Exercise details:
Every line that contains the word "through" should be copied from the records below.

Data excerpts:
• • •

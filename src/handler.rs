//! Handlers, handler references, and type erasure.
//!
//! # What a middleware chain is made of
//!
//! Every link in a chain (the router, a middleware, a plain `async fn`) is
//! reached through the same shared reference, a [`HandlerRef`]:
//!
//! ```text
//! async fn hello(req: Request) -> Response { … }   ← user writes this
//!        ↓ hello.into_handler_ref()
//! Arc::new(FnHandler(hello))                       ← Handler blanket impl
//!        ↓ stored as HandlerRef = Arc<dyn Dispatch>
//! reqlog::new(&ctx, next, config, "logger")        ← wraps it in another link
//!        ↓
//! handler.call(req)  at request time               ← one vtable dispatch per link
//! ```
//!
//! The only runtime cost per link is **one virtual call**.

use std::future::Future;
use std::pin::Pin;
use std::sync::Arc;

use crate::request::Request;
use crate::response::{IntoResponse, Response};

/// A heap-allocated, type-erased future that resolves to a [`Response`].
///
/// `Send + 'static` lets tokio move the future across worker threads.
pub type BoxFuture = Pin<Box<dyn Future<Output = Response> + Send + 'static>>;

/// One link of a handler chain.
///
/// Implement this directly when a link needs state of its own (a middleware,
/// a router). Plain functions get it through [`Handler`].
pub trait Dispatch {
    fn call(&self, req: Request) -> BoxFuture;
}

/// A shared, type-erased handler. Cheap to clone; safe to call concurrently.
pub type HandlerRef = Arc<dyn Dispatch + Send + Sync + 'static>;

// ── Handler ───────────────────────────────────────────────────────────────────

/// Implemented for every `async fn(Request) -> impl IntoResponse`.
///
/// The trait is **sealed**: only the blanket impl below satisfies it.
pub trait Handler: private::Sealed + Send + Sync + 'static {
    fn into_handler_ref(self) -> HandlerRef;
}

mod private {
    pub trait Sealed {}
}

impl<F, Fut, R> private::Sealed for F
where
    F: Fn(Request) -> Fut + Send + Sync + 'static,
    Fut: Future<Output = R> + Send + 'static,
    R: IntoResponse + Send + 'static,
{
}

impl<F, Fut, R> Handler for F
where
    F: Fn(Request) -> Fut + Send + Sync + 'static,
    Fut: Future<Output = R> + Send + 'static,
    R: IntoResponse + Send + 'static,
{
    fn into_handler_ref(self) -> HandlerRef {
        Arc::new(FnHandler(self))
    }
}

/// Bridges a concrete function to the trait-object world.
struct FnHandler<F>(F);

impl<F, Fut, R> Dispatch for FnHandler<F>
where
    F: Fn(Request) -> Fut + Send + Sync,
    Fut: Future<Output = R> + Send + 'static,
    R: IntoResponse + Send + 'static,
{
    fn call(&self, req: Request) -> BoxFuture {
        // The function runs now; only its future is deferred.
        let fut = (self.0)(req);
        Box::pin(async move { fut.await.into_response() })
    }
}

• • •

Answer section:
//! reached through the same shared reference, a [`HandlerRef`]:
/// a router). Plain functions get it through [`Handler`].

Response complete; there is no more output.